Its contribution to the country’s gross domestic product (GDP) has stayed stagnant at around 15%, leading to a scenario of inadequate employment as the sector had generated jobs at a snail’s pace of 10-20 lakh annually since the 1970s.
In fact, during 2005-10 manufacturing lost 70 lakh jobs, according to a report by investment bank Espirito Santo, which quoted the 66th National Sample Survey.
Curiously, the job loss in manufacturing sector happened in a period (2005-10) when India’s GDP grew at an average annual rate of 8.74%.
Madan Sabnavis, chief economist at CARE Ratings, said, “During the period under review, average manufacturing growth was around 10%. It was primarily a technology-enabled growth, which basically came from large manufacturing companies. The companies economised on labour and leveraged technology in order to generate superior results.”
“The small and medium enterprise (SME) segment was left out over the years and the focus was on the large-scale industry. However, for more comprehensive growth in manufacturing it has to spread to the SME segment,” he said.
Keki Mistry, vice chairman and CEO of HDFC, said the problem is fresh investments are not happening in the industry for a while. “New facilities are not being created and hence there are no new jobs. Regulatory approvals are taking time, and on top of that a high interest rate regime is adding to the woes,” he said.
Also, the situation has become worse in recent years with falling investments in the country. Foreign direct investment (FDI) slid by about 21% to $36.9 billion in the last fiscal as compared with $46.6 billion in 2011-12.
And regulatory hurdles galore.
In July this year, South Korean mining giant Posco cancelled plans to construct a steel plant in Karnataka. Similarly, after waiting for seven years, ArcelorMittal scrapped plans for a steel mill in Orissa. Both companies cited similar reasons for pulling out: Weak market conditions and problems in securing land and mining licences in the country.
The government is conscious of the challenge. To expedite decisions on approvals or clearances for implementation of major infra projects, it set up the Cabinet Committee on Investment (CCI) in December 2012 headed by Prime Minister Manmohan Singh.
As on August 5, the CCI cleared or issued direction for 171 projects entailing a total investment of Rs1.69 lakh crore.

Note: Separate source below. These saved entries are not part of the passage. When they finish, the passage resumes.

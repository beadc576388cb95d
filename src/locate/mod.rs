//! Link extraction.
//!
//! Pulls `href` values out of anchor tags with an attribute pattern (no HTML
//! parsing), drops targets that can never be navigated to, and classifies the
//! rest as internal or external.

mod hosts;

use std::collections::HashSet;
use std::sync::LazyLock;

use regex::Regex;

pub(crate) use hosts::scheme_of;
pub use hosts::SiteHosts;

const ANCHOR_HREF_PATTERN: &str = r#"(?is)<a\b[^>]*?\bhref\s*=\s*(?:"([^"]*)"|'([^']*)')"#;

/// Helper function to compile a static regex pattern, panicking with a detailed
/// error message if compilation fails. Only used for compile-time constants.
fn compile_regex_unsafe(pattern: &str, context: &str) -> Regex {
    Regex::new(pattern).unwrap_or_else(|e| {
        panic!(
            "Failed to compile regex pattern '{}' in {}: {}. This is a programming error.",
            pattern, context, e
        )
    })
}

static ANCHOR_HREF_RE: LazyLock<Regex> =
    LazyLock::new(|| compile_regex_unsafe(ANCHOR_HREF_PATTERN, "ANCHOR_HREF_RE"));

#[derive(Debug, Clone, Copy, PartialEq, Eq)]
pub enum LinkScope {
    Internal,
    External,
}

/// One distinct link target found in a document body.
#[derive(Debug, Clone, PartialEq, Eq)]
pub struct CandidateLink {
    /// The attribute value exactly as written in the markup.
    pub raw: String,
    /// `raw` with HTML entities decoded; what gets resolved.
    pub url: String,
    pub scope: LinkScope,
}

/// Extracts de-duplicated candidate links from `body`, in document order.
///
/// Skipped: empty values, pure fragments (`#...`), non-http(s) schemes and
/// reserved admin paths.
pub fn extract_candidate_links(body: &str, hosts: &SiteHosts) -> Vec<CandidateLink> {
    let mut seen = HashSet::new();
    let mut links = Vec::new();

    for caps in ANCHOR_HREF_RE.captures_iter(body) {
        let Some(value) = caps.get(1).or_else(|| caps.get(2)) else {
            continue;
        };
        let raw = value.as_str().trim();
        if raw.is_empty() || raw.starts_with('#') {
            continue;
        }
        if !seen.insert(raw.to_string()) {
            continue;
        }

        let url = html_escape::decode_html_entities(raw).trim().to_string();
        if url.is_empty() || url.starts_with('#') {
            continue;
        }
        if let Some(scheme) = scheme_of(&url) {
            if !scheme.eq_ignore_ascii_case("http") && !scheme.eq_ignore_ascii_case("https") {
                continue;
            }
        }
        if hosts.is_reserved_path(&url) {
            continue;
        }

        let scope = if hosts.is_internal(&url) {
            LinkScope::Internal
        } else {
            LinkScope::External
        };
        links.push(CandidateLink {
            raw: raw.to_string(),
            url,
            scope,
        });
    }

    links
}
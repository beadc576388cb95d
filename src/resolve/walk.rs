//! Bounded HEAD redirect walk.
//!
//! Follows redirects manually, one request per hop, so the first hop's status
//! and every intermediate target are observed.

use std::time::Duration;

use url::Url;

use super::probe::HeadProbe;
use crate::error_handling::ResolveError;

/// Where a walk stopped.
#[derive(Debug, Clone, PartialEq, Eq)]
pub struct WalkOutcome {
    pub final_url: Url,
    pub status_code: u16,
    pub status_message: String,
    pub first_hop_code: Option<u16>,
}

fn is_redirect(code: u16) -> bool {
    (300..400).contains(&code)
}

/// Walks the redirect chain from `start`, issuing at most `max_hops` requests.
///
/// With `max_hops == 0` a single request reports the first hop and nothing is
/// followed. A non-3xx status or a 3xx without a usable `Location` ends the
/// walk at that hop. Running out of hops settles nothing: the final URL stays
/// `start` and the status is 0, so loops and long chains are never treated as
/// fixable.
///
/// # Errors
///
/// Any failed request aborts the walk; there is no partial result.
pub async fn walk_redirects(
    probe: &dyn HeadProbe,
    start: &Url,
    max_hops: usize,
    timeout: Duration,
) -> Result<WalkOutcome, ResolveError> {
    if max_hops == 0 {
        let response = probe.head(start, timeout).await?;
        return Ok(WalkOutcome {
            final_url: start.clone(),
            status_code: response.status,
            status_message: response.reason,
            first_hop_code: Some(response.status),
        });
    }

    let mut current = start.clone();
    let mut first_hop_code = None;
    let mut status_message = String::new();

    for _ in 0..max_hops {
        let response = probe.head(&current, timeout).await?;
        first_hop_code.get_or_insert(response.status);
        status_message = response.reason;

        if !is_redirect(response.status) {
            return Ok(WalkOutcome {
                final_url: current,
                status_code: response.status,
                status_message,
                first_hop_code,
            });
        }
        let Some(location) = response.location else {
            log::debug!("Redirect {} from {} without Location", response.status, current);
            return Ok(WalkOutcome {
                final_url: current,
                status_code: response.status,
                status_message,
                first_hop_code,
            });
        };
        // Relative targets resolve against the current hop
        match current.join(&location) {
            Ok(next) => current = next,
            Err(e) => {
                log::debug!("Unusable Location {:?} from {}: {}", location, current, e);
                return Ok(WalkOutcome {
                    final_url: current,
                    status_code: response.status,
                    status_message,
                    first_hop_code,
                });
            }
        }
    }

    log::debug!("Hop limit {} reached walking {} (stopped at {})", max_hops, start, current);
    Ok(WalkOutcome {
        final_url: start.clone(),
        status_code: 0,
        status_message,
        first_hop_code,
    })
}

However, looking at the employment-based break-up across sectors, manufacturing employs only 10.2% of India’s labour force. In contrast, services sector which contributes the maximum of 60% to the GDP, accounts for 27% of employment. Moreover, agriculture and allied activities which account for nearly 51% of employment, contribute 13.7% to the overall GDP.
When compared with countries including China, Thailand and Malaysia, India’s manufacturing sector accounts for a small portion of its GDP. While, in the case of China, manufacturing constitutes 30% of the country’s GDP, manufacturing accounts for 35% of Thailand’s GDP. For Malaysia, the figure is 24%.
Despite being a communist nation, China is among the top destinations for FDI investments. M S Unnikrishnan, managing director and CEO, Thermax, said, “While the contribution of China’s manufacturing sector to its overall GDP is about 40%, the contribution of India’s manufacturing to the GDP is nearly 15%. India is good at making plans but very poor at implementation. China is good at both. It is extremely good at disciplined implementation. Moreover, they have the money to implement the plans ($2 trillion of forex reserves).”